Problem details: Filter the listing below, copying every line in which the word "ChannelPressure" appears.

Information provided:
//! Which zone attributes are shown to the user.

use std::collections::BTreeSet;

use serde::{Deserialize, Serialize};

use crate::zone::{MidiData, ZoneField};

/// Per-attribute visibility flags.
///
/// Rarely used MIDI attributes start hidden.
#[derive(Debug, Clone, PartialEq, Eq, Serialize, Deserialize)]
#[serde(default)]
pub struct PropertyVisibility {
    pub aftertouch: bool,
    pub channel: bool,
    pub channel_pressure: bool,
    /// Controllers whose column is shown.
    pub controls: BTreeSet<MidiData>,
    pub dry_sample: bool,
    pub note: bool,
    pub release_time: bool,
    pub sample_time: bool,
    pub status: bool,
    pub velocity: bool,
    pub wet_sample: bool,
}

impl Default for PropertyVisibility {
    fn default() -> Self {
        Self {
            aftertouch: false,
            channel: false,
            channel_pressure: false,
            controls: BTreeSet::new(),
            dry_sample: true,
            note: true,
            release_time: true,
            sample_time: true,
            status: true,
            velocity: true,
            wet_sample: true,
        }
    }
}

impl PropertyVisibility {
    /// Check whether a field is visible.
    pub fn is_visible(&self, field: ZoneField) -> bool {
        match field {
            ZoneField::Aftertouch => self.aftertouch,
            ZoneField::Channel => self.channel,
            ZoneField::ChannelPressure => self.channel_pressure,
            ZoneField::Control(control) => self.controls.contains(&control),
            ZoneField::DrySample => self.dry_sample,
            ZoneField::Note => self.note,
            ZoneField::ReleaseTime => self.release_time,
            ZoneField::SampleTime => self.sample_time,
            ZoneField::Status => self.status,
            ZoneField::Velocity => self.velocity,
            ZoneField::WetSample => self.wet_sample,
        }
    }

    /// Set a field's visibility. Returns `true` if it changed.
    pub fn set_visible(&mut self, field: ZoneField, visible: bool) -> bool {
        let slot = match field {
            ZoneField::Control(control) => {
                return if visible {
                    self.controls.insert(control)
                } else {
                    self.controls.remove(&control)
                };
            }
            ZoneField::Aftertouch => &mut self.aftertouch,
            ZoneField::Channel => &mut self.channel,
            ZoneField::ChannelPressure => &mut self.channel_pressure,
            ZoneField::DrySample => &mut self.dry_sample,
            ZoneField::Note => &mut self.note,
            ZoneField::ReleaseTime => &mut self.release_time,
            ZoneField::SampleTime => &mut self.sample_time,
            ZoneField::Status => &mut self.status,
            ZoneField::Velocity => &mut self.velocity,
            ZoneField::WetSample => &mut self.wet_sample,
        };
        let changed = *slot != visible;
        *slot = visible;
        changed
    }

    /// Fields whose visibility differs in `other`, with their new value.
    pub fn changes_to(&self, other: &Self) -> Vec<(ZoneField, bool)> {
        let controls = self
            .controls
            .symmetric_difference(&other.controls)
            .map(|c| ZoneField::Control(*c));
        [
            ZoneField::Aftertouch,
            ZoneField::Channel,
            ZoneField::ChannelPressure,
            ZoneField::DrySample,
            ZoneField::Note,
            ZoneField::ReleaseTime,
            ZoneField::SampleTime,
            ZoneField::Status,
            ZoneField::Velocity,
            ZoneField::WetSample,
        ]
        .into_iter()
        .chain(controls)
        .filter(|f| self.is_visible(*f) != other.is_visible(*f))
        .map(|f| (f, other.is_visible(f)))
        .collect()
    }
}

#[cfg(test)]
mod tests {
    use super::*;

    #[test]
    fn test_defaults() {
        let vis = PropertyVisibility::default();
        assert!(vis.is_visible(ZoneField::Note));
        assert!(!vis.is_visible(ZoneField::Aftertouch));
        assert!(!vis.is_visible(ZoneField::Control(1)));
    }

    #[test]
    fn test_set_visible_reports_change() {
        let mut vis = PropertyVisibility::default();
        assert!(vis.set_visible(ZoneField::Control(74), true));
        assert!(!vis.set_visible(ZoneField::Control(74), true));
        assert!(vis.is_visible(ZoneField::Control(74)));
        assert!(!vis.set_visible(ZoneField::Note, true));
        assert!(vis.set_visible(ZoneField::Note, false));
    }

    #[test]
    fn test_changes_to() {
        let from = PropertyVisibility::default();
        let mut to = from.clone();
        to.set_visible(ZoneField::Channel, true);
        to.set_visible(ZoneField::Control(10), true);
        to.set_visible(ZoneField::Status, false);

        let changes = from.changes_to(&to);
        assert_eq!(changes.len(), 3);
        assert!(changes.contains(&(ZoneField::Channel, true)));
        assert!(changes.contains(&(ZoneField::Control(10), true)));
        assert!(changes.contains(&(ZoneField::Status, false)));
        assert!(to.changes_to(&to).is_empty());
    }
}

Exercise output:
            ZoneField::ChannelPressure => self.channel_pressure,
            ZoneField::ChannelPressure => &mut self.channel_pressure,
            ZoneField::ChannelPressure,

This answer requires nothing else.